A blog formerly known as Bookishness / By Charles Matthews

"Dazzled by so many and such marvelous inventions, the people of Macondo ... became indignant over the living images that the prosperous merchant Bruno Crespi projected in the theater with the lion-head ticket windows, for a character who had died and was buried in one film and for whose misfortune tears had been shed would reappear alive and transformed into an Arab in the next one. The audience, who had paid two cents apiece to share the difficulties of the actors, would not tolerate that outlandish fraud and they broke up the seats. The mayor, at the urging of Bruno Crespi, explained in a proclamation that the cinema was a machine of illusions that did not merit the emotional outbursts of the audience.
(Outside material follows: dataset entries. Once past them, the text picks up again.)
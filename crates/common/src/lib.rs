//! # Headgear Common
//!
//! Shared types used by the native host runtimes and the attachment runtime.
//!
//! ## Modules
//!
//! - `variant`: Which host scripting runtime is active, detected once per process
//! - `handle`: Generation-checked keys for native objects
//! - `capability`: The contracts both backend adapters implement
//! - `camera`: Camera mode model and first-person classification
//! - `bundle`: RON bundle payload format (plus zstd framing)
//! - `config`: TOML configuration for the whole subsystem
//!
//! ## Architecture
//!
//! ```text
//! ┌──────────────────────────────────────────────────────────────┐
//! │                      headgear-runtime                        │
//! │   pipeline ─ anchor ─ attachment ─ visibility ─ session      │
//! ├──────────────────────────────────────────────────────────────┤
//! │              capability traits (this crate)                  │
//! ├──────────────────────────────┬───────────────────────────────┤
//! │   EcsBackend (runtime A)     │   RetainedBackend (runtime B) │
//! ├──────────────────────────────┼───────────────────────────────┤
//! │   bevy World                 │   retained object tree        │
//! └──────────────────────────────┴───────────────────────────────┘
//! ```

pub mod bundle;
pub mod camera;
pub mod capability;
pub mod config;
pub mod handle;
pub mod variant;

pub use bundle::{
    BundleBuilder, BundleCompression, BundleFile, BundleFormatError, BundleObject,
    ObjectCategory, PrefabNode, BUNDLE_FORMAT_VERSION,
};
pub use camera::{CameraMode, CameraSnapshot};
pub use capability::{
    AudioChannel, AudioMixerCapability, AvatarCapability, Backend, BundleCapability,
    CameraCapability, CharacterCapability, MusicPlayerCapability, SceneCapability,
};
pub use config::{
    AnchorSettings, AssetSettings, AttachmentSettings, ConfigError, ConnectionSettings,
    HeadgearConfig, VisibilitySettings,
};
pub use handle::{
    kind, AudioMixerHandle, AvatarHandle, BundleHandle, CameraHandle, CharacterHandle,
    DeviceHandle, Handle, NativeKey, TemplateHandle, TransformHandle,
};
pub use variant::{detect, resolve_variant, resolve_variant_with, ProbeInputs, RuntimeVariant};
With that discouraging explanation many ... decided not to return to the movies, considering that they already had too many troubles of their own to weep over the acted-out misfortunes of imaginary beings."
--Gabriel García Márquez, One Hundred Years of Solitude

Tuesday, October 11, 2016

Brooklyn (John Crowley, 2015)


This story about an Irish girl's coming of age has the strong whiff of traditional movie storytelling about it. And that's what makes it so entirely satisfying: It fulfills the need we often feel to be reassured about the stability of familiar things. But it also serves to support its theme, which is that nostalgia can be a trap, or to put it in a phrase that has become a cliché: You can't go home again. Eilis Lacey (Saoirse Ronan) feels stifled in her small Irish town, overshadowed by her pretty and accomplished sister, Rose (Fiona Glascott), and bullied by her vicious, hypocritical employer, Miss Kelly (Brid Brennan), so she decides to go to America. Helped by her church, she gets a room in a Brooklyn boarding house and a job in a department store, gradually loses her shyness and reserve, and falls in love with a sweet-natured young Italian American, Tony Fiorello (Emory Cohen). But when Rose dies suddenly, Eilis returns to Enniscorthy to see her mother and stays long enough to be courted by a young man, Jim Farrell (Domhnall Gleeson), and to begin to see the town in a very different light. The time approaches when she is scheduled to return to America, and she finds herself torn between not just Tony and Jim, but also the small but familiar comforts of the town and a promising but uncertain future in America. She also has a secret that she hasn't shared with anyone, but which the vicious Miss Kelly learns through the Irish-American grapevine. That this dilemma should play itself out with such freshness is a tribute to John Crowley's direction and Nick Hornby's adaptation of Colm Tóibín's novel, but also in very large part to a brilliant performance by Ronan. It's the kind of understated acting that sometimes gets overlooked among performances that chew the scenery with more fervor, but it earned Ronan a well-deserved Oscar nomination. It has to be said that she is supported by splendid performances by Cohen and Gleeson, with Ronan demonstrating a different kind of rapport with each actor. A quiet triumph, but a triumph nevertheless.